Visualizzare lo stato della migrazione

Per verificare lo stato della migrazione del progetto:

  1. Nella console Google Cloud, vai alla pagina Database.

    Vai a Database

  2. Seleziona il database richiesto dall'elenco.

  3. Nel menu di navigazione, fai clic su Importa/Esporta.

  4. Cerca il principal accanto all'etichetta I job di importazione/esportazione vengono eseguiti come.

    Se l'entità è service-PROJECT_NUMBER@gcp-sa-firestore.iam.gserviceaccount.com, il tuo progetto è già stato migrato all'agente di servizio Cloud Firestore. La migrazione non può essere annullata.

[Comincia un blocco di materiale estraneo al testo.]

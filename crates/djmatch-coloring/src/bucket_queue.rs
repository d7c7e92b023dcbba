//! A log-bucketed approximate priority queue.
//!
//! Items are routed to the bucket given by the leading-zero count of their
//! priority, so items within a factor of two share a bucket and come out in
//! arbitrary relative order. A word-sized occupancy mask locates the
//! highest-priority nonempty bucket with one count-trailing-zeros. All
//! operations are amortized O(1). Acceptable wherever restoring maximality
//! is the only correctness goal.

use djmatch_core::{EdgeWeight, FastPropertyMap, GraphId};

const NUM_BUCKETS: usize = EdgeWeight::BITS as usize;

/// Priority queue over ids with power-of-two priority resolution.
#[derive(Debug)]
pub struct ApproximateBucketQueue<K: GraphId> {
    buckets: Vec<Vec<K>>,
    indices: FastPropertyMap<K, (u32, u32)>,
    filled_mask: u64,
}

impl<K: GraphId> Default for ApproximateBucketQueue<K> {
    fn default() -> Self {
        Self {
            buckets: vec![Vec::new(); NUM_BUCKETS],
            indices: FastPropertyMap::new((0, 0)),
            filled_mask: 0,
        }
    }
}

impl<K: GraphId> ApproximateBucketQueue<K> {
    fn bucket_from_priority(priority: EdgeWeight) -> u32 {
        debug_assert!(priority != 0);
        priority.leading_zeros()
    }

    pub fn push(&mut self, id: K, priority: EdgeWeight) {
        assert!(priority != 0);
        let bucket = Self::bucket_from_priority(priority);
        let position = self.buckets[bucket as usize].len() as u32;
        self.indices.set(id, (bucket, position));
        self.buckets[bucket as usize].push(id);
        self.filled_mask |= 1u64 << bucket;
    }

    pub fn erase(&mut self, id: K) {
        let (bucket, position) = *self.indices.get(id);
        let bucket_vec = &mut self.buckets[bucket as usize];
        let last = bucket_vec.len() - 1;
        let swapped = bucket_vec[last];
        self.indices.set(swapped, (bucket, position));
        bucket_vec.swap(position as usize, last);
        bucket_vec.pop();
        if bucket_vec.is_empty() {
            self.filled_mask &= !(1u64 << bucket);
        }
    }

    pub fn update(&mut self, id: K, priority: EdgeWeight) {
        self.erase(id);
        self.push(id, priority);
    }

    pub fn is_empty(&self) -> bool {
        self.filled_mask == 0
    }

    /// Removes and returns an element from the highest-priority nonempty
    /// bucket. May be lighter than the true maximum by a factor of two.
    pub fn pop_max(&mut self) -> Option<K> {
        if self.is_empty() {
            return None;
        }
        let bucket = self.filled_mask.trailing_zeros();
        let top = *self.buckets[bucket as usize].last().unwrap();
        self.erase(top);
        Some(top)
    }

    pub fn clear(&mut self) {
        for bucket in &mut self.buckets {
            bucket.clear();
        }
        self.indices.reset_all();
        self.filled_mask = 0;
    }
}

#[cfg(test)]
mod tests {
    use super::*;
    use djmatch_core::ArcId;

    #[test]
    fn test_distinct_magnitudes_pop_in_order() {
        // 17 lives in a higher bucket than 8 and 9.
        let mut queue: ApproximateBucketQueue<ArcId> = ApproximateBucketQueue::default();
        queue.push(ArcId(0), 17);
        queue.push(ArcId(1), 8);
        queue.push(ArcId(2), 9);

        assert_eq!(queue.pop_max(), Some(ArcId(0)));
        let second = queue.pop_max().unwrap();
        let third = queue.pop_max().unwrap();
        // 8 and 9 share a bucket; either order is fine.
        assert_eq!(
            {
                let mut pair = [second.0, third.0];
                pair.sort_unstable();
                pair
            },
            [1, 2]
        );
        assert!(queue.is_empty());
    }

    #[test]
    fn test_pop_priorities_weakly_decreasing_up_to_factor_two() {
        let priorities: Vec<EdgeWeight> = vec![3, 1000, 7, 64, 65, 2, 900, 33];
        let mut queue: ApproximateBucketQueue<ArcId> = ApproximateBucketQueue::default();
        for (i, &p) in priorities.iter().enumerate() {
            queue.push(ArcId(i as u32), p);
        }
        let mut popped = Vec::new();
        while let Some(id) = queue.pop_max() {
            popped.push(priorities[id.0 as usize]);
        }
        assert_eq!(popped.len(), priorities.len());
        for window in popped.windows(2) {
            assert!(window[0] >= window[1] / 2, "violated by {window:?}");
        }
    }

    #[test]
    fn test_erase_and_update() {
        let mut queue: ApproximateBucketQueue<ArcId> = ApproximateBucketQueue::default();
        queue.push(ArcId(0), 4);
        queue.push(ArcId(1), 5);
        queue.push(ArcId(2), 6);
        queue.erase(ArcId(1));
        queue.update(ArcId(0), 1024);

        assert_eq!(queue.pop_max(), Some(ArcId(0)));
        assert_eq!(queue.pop_max(), Some(ArcId(2)));
        assert_eq!(queue.pop_max(), None);
    }

    #[test]
    fn test_clear() {
        let mut queue: ApproximateBucketQueue<ArcId> = ApproximateBucketQueue::default();
        queue.push(ArcId(0), 3);
        queue.clear();
        assert!(queue.is_empty());
        assert_eq!(queue.pop_max(), None);
        queue.push(ArcId(0), 3);
        assert_eq!(queue.pop_max(), Some(ArcId(0)));
    }
}
//! Error types for djmatch.

use thiserror::Error;

/// Unified error type for all djmatch operations.
#[derive(Error, Debug)]
pub enum DjMatchError {
    /// Configuration validation errors (unknown algorithm, out-of-range
    /// parameter)
    #[error("Configuration error: {0}")]
    Config(String),

    /// Input parsing errors (malformed graph file)
    #[error("Parse error: {0}")]
    Parse(String),

    /// Consistency violations detected by the sanity checker
    #[error("Validation error: {0}")]
    Validation(String),

    /// I/O errors (graph file, output file)
    #[error("I/O error: {0}")]
    Io(#[from] std::io::Error),

    /// Generic errors (fallback)
    #[error("Internal error: {0}")]
    Internal(String),
}

impl DjMatchError {
    /// Creates a configuration error.
    pub fn config(message: impl Into<String>) -> Self {
        DjMatchError::Config(message.into())
    }

    /// Creates a parse error.
    pub fn parse(message: impl Into<String>) -> Self {
        DjMatchError::Parse(message.into())
    }

    /// Creates a validation error.
    pub fn validation(message: impl Into<String>) -> Self {
        DjMatchError::Validation(message.into())
    }

    /// Creates an internal error.
    pub fn internal(message: impl Into<String>) -> Self {
        DjMatchError::Internal(message.into())
    }
}

/// Result type alias for djmatch operations.
pub type Result<T> = std::result::Result<T, DjMatchError>;

#[cfg(test)]
mod tests {
    use super::*;

    #[test]
    fn test_error_constructors() {
        let config_err = DjMatchError::config("b must be positive");
        assert!(matches!(config_err, DjMatchError::Config(_)));

        let parse_err = DjMatchError::parse("bad edge line");
        assert!(matches!(parse_err, DjMatchError::Parse(_)));

        let validation_err = DjMatchError::validation("weight mismatch");
        assert!(matches!(validation_err, DjMatchError::Validation(_)));
    }

    #[test]
    fn test_io_error_conversion() {
        let io = std::io::Error::new(std::io::ErrorKind::NotFound, "missing");
        let err: DjMatchError = io.into();
        assert!(matches!(err, DjMatchError::Io(_)));
        assert!(err.to_string().contains("I/O error"));
    }
}
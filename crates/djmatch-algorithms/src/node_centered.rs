//! The static node-centered algorithm.

use djmatch_core::{
    ArcId, DiGraph, EdgeWeight, FastPropertyMap, Result, VertexId, WeightMap,
};
use djmatch_coloring::{ColorOpCounts, FreeExts};

use crate::aggregation::{aggregate_weights, Aggregate};
use crate::base::{AlgorithmCommon, DisjointMatching, MatchingConfig};

/// Orders vertices by an aggregate of their incident arc weights and colors
/// greedily in two passes: heavy arcs (at least `threshold` times the
/// global maximum) are taken while walking each vertex's incidence list,
/// light arcs are deferred and placed afterwards in global weight order.
#[derive(Debug)]
pub struct NodeCentered {
    aggregate: Aggregate,
    threshold: f64,
    common: AlgorithmCommon<FreeExts>,
    global_max: EdgeWeight,
    nodes: Vec<VertexId>,
    incidence: FastPropertyMap<VertexId, Vec<ArcId>>,
    node_weights: FastPropertyMap<VertexId, EdgeWeight>,
}

impl NodeCentered {
    pub fn new(aggregate: Aggregate, threshold: f64) -> Self {
        Self {
            aggregate,
            threshold: threshold.clamp(0.0, 1.0),
            common: AlgorithmCommon::default(),
            global_max: 0,
            nodes: Vec::new(),
            incidence: FastPropertyMap::default(),
            node_weights: FastPropertyMap::default(),
        }
    }

    fn prepare_nodes(&mut self, graph: &DiGraph, weights: &WeightMap) {
        let b = self.common.coloring.num_colors();
        self.nodes.reserve(graph.size());
        for v in graph.vertices() {
            let edges = self.incidence.get_mut(v);
            edges.extend(graph.incident_arcs(v).filter(|&a| weights.get(a) > 0));
            if edges.is_empty() {
                continue;
            }
            edges.sort_by(|&a, &b| weights.get(b).cmp(&weights.get(a)));

            self.nodes.push(v);
            self.global_max = self.global_max.max(weights.get(edges[0]));
            let node_weight = aggregate_weights(edges, weights, self.aggregate, b);
            self.node_weights.set(v, node_weight);
        }
        let node_weights = &self.node_weights;
        self.nodes
            .sort_by(|&u, &v| node_weights.get(v).cmp(node_weights.get(u)));
    }
}

impl DisjointMatching for NodeCentered {
    fn name(&self) -> String {
        format!(
            "NodeCentered-{}-{:.1}",
            self.aggregate.label(),
            self.threshold
        )
    }

    fn short_name(&self) -> String {
        format!("NC-{}-{:.1}", self.aggregate.label(), self.threshold)
    }

    fn configure(&mut self, config: &MatchingConfig) {
        self.common.configure(config);
    }

    fn set_num_matchings(&mut self, b: u32) {
        self.common.set_num_matchings(b);
    }

    fn init(&mut self) {
        self.common.init();
    }

    fn reset(&mut self) {
        self.common.reset();
        self.global_max = 0;
        self.nodes.clear();
        self.incidence.reset_all();
        self.node_weights.reset_all();
    }

    fn on_weight_change(
        &mut self,
        _graph: &DiGraph,
        _weights: &WeightMap,
        arc: ArcId,
        old: EdgeWeight,
        new: EdgeWeight,
    ) {
        self.common.coloring.on_weight_change(arc, old, new);
    }

    fn run(&mut self, graph: &DiGraph, weights: &WeightMap) {
        self.reset();
        self.prepare_nodes(graph, weights);
        let global_threshold = self.global_max as f64 * self.threshold;
        let coloring = &mut self.common.coloring;

        let mut remaining_edges = Vec::new();
        for &v in &self.nodes {
            for &arc in self.incidence.get(v) {
                if coloring.no_color_free(v) {
                    // This vertex ran out of colors.
                    break;
                }
                if coloring.is_colored(arc) {
                    continue;
                }
                if weights.get(arc) as f64 >= global_threshold {
                    let (tail, head) = graph.endpoints(arc);
                    if let Some(color) = coloring.common_free_color(tail, head) {
                        coloring.color(graph, weights, arc, color);
                    }
                } else {
                    remaining_edges.push(arc);
                }
            }
        }

        remaining_edges.sort_by(|&a, &b| weights.get(b).cmp(&weights.get(a)));
        for arc in remaining_edges {
            let (tail, head) = graph.endpoints(arc);
            if coloring.no_color_free(tail)
                || coloring.no_color_free(head)
                || coloring.is_colored(arc)
            {
                continue;
            }
            if let Some(color) = coloring.common_free_color(tail, head) {
                coloring.color(graph, weights, arc, color);
            }
        }
    }

    fn post_run(&mut self, graph: &DiGraph, weights: &WeightMap) -> Result<()> {
        self.common.post_run(graph, weights)
    }

    fn deliver(&self) -> EdgeWeight {
        self.common.deliver()
    }

    fn fine_counts(&self) -> ColorOpCounts {
        self.common.fine_counts()
    }

    fn coarse_counts(&self) -> ColorOpCounts {
        self.common.coarse_counts()
    }
}
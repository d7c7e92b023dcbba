//! The dynamic weighted graph container.
//!
//! Owns the host graph, the weight map and an ordered list of deltas. Every
//! arc that ever exists is constructed up front; an arc is "absent" while
//! its weight is zero. A delta is one batch of weight updates; the driver
//! replays deltas one at a time, delivering each update synchronously to the
//! active algorithm, and calls the algorithm's `run` after each batch.

use crate::graph::DiGraph;
use crate::types::{ArcId, EdgeWeight};
use crate::weights::WeightMap;

/// One batch of weight updates, applied in order.
pub type Delta = Vec<(ArcId, EdgeWeight)>;

/// A weighted graph evolving through a stream of deltas.
#[derive(Debug)]
pub struct DynamicWeightedDiGraph {
    graph: DiGraph,
    weights: WeightMap,
    deltas: Vec<Delta>,
    cursor: usize,
    last_delta_size: usize,
}

impl DynamicWeightedDiGraph {
    pub fn new(graph: DiGraph, deltas: Vec<Delta>) -> Self {
        let weights = WeightMap::with_num_arcs(graph.num_arcs());
        Self {
            graph,
            weights,
            deltas,
            cursor: 0,
            last_delta_size: 0,
        }
    }

    pub fn graph(&self) -> &DiGraph {
        &self.graph
    }

    pub fn weights(&self) -> &WeightMap {
        &self.weights
    }

    pub fn num_deltas(&self) -> usize {
        self.deltas.len()
    }

    /// Number of updates in the most recently applied delta.
    pub fn last_delta_size(&self) -> usize {
        self.last_delta_size
    }

    /// Rewinds to the empty initial state: all weights zero, no deltas
    /// applied.
    pub fn reset_to_big_bang(&mut self) {
        self.weights.reset_all();
        self.cursor = 0;
        self.last_delta_size = 0;
    }

    /// Applies the next delta, invoking `on_change(graph, weights, arc, old,
    /// new)` for every update after the weight map has been written.
    /// Returns `false` when the stream is exhausted.
    pub fn apply_next_delta<F>(&mut self, mut on_change: F) -> bool
    where
        F: FnMut(&DiGraph, &WeightMap, ArcId, EdgeWeight, EdgeWeight),
    {
        if self.cursor >= self.deltas.len() {
            return false;
        }
        let num_updates = self.deltas[self.cursor].len();
        for i in 0..num_updates {
            let (arc, new) = self.deltas[self.cursor][i];
            let old = self.weights.set(arc, new);
            on_change(&self.graph, &self.weights, arc, old, new);
        }
        self.last_delta_size = num_updates;
        self.cursor += 1;
        true
    }
}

    Se il progetto non è stato migrato, nella parte superiore della pagina viene visualizzato un banner con un pulsante Controlla stato bucket. Per completare la migrazione, vedi Eseguire la migrazione all'agente di servizio Firestore.

Aggiungere un vincolo dei criteri a livello di organizzazione

  • Imposta il seguente vincolo nelle norme della tua organizzazione:

    Richiede l'agente di servizio Firestore per l'importazione/esportazione (firestore.requireP4SAforImportExport).

    Questo vincolo richiede che le operazioni di importazione ed esportazione utilizzino l'agente di servizio Cloud Firestore per autorizzare le richieste. Per impostare questo vincolo, consulta Creazione e gestione delle policy dell'organizzazione .

L'applicazione di questo vincolo di policy dell'organizzazione non concede automaticamente le autorizzazioni bucket Cloud Storage appropriate per l'agente di servizio Cloud Firestore.

Se il vincolo crea errori di autorizzazione per qualsiasi flusso di lavoro di importazione o esportazione, puoi disattivarlo per tornare a utilizzare l'account di servizio predefinito. Dopo aver controllato e aggiornato le autorizzazioni del bucket Cloud Storage, puoi riattivare il vincolo.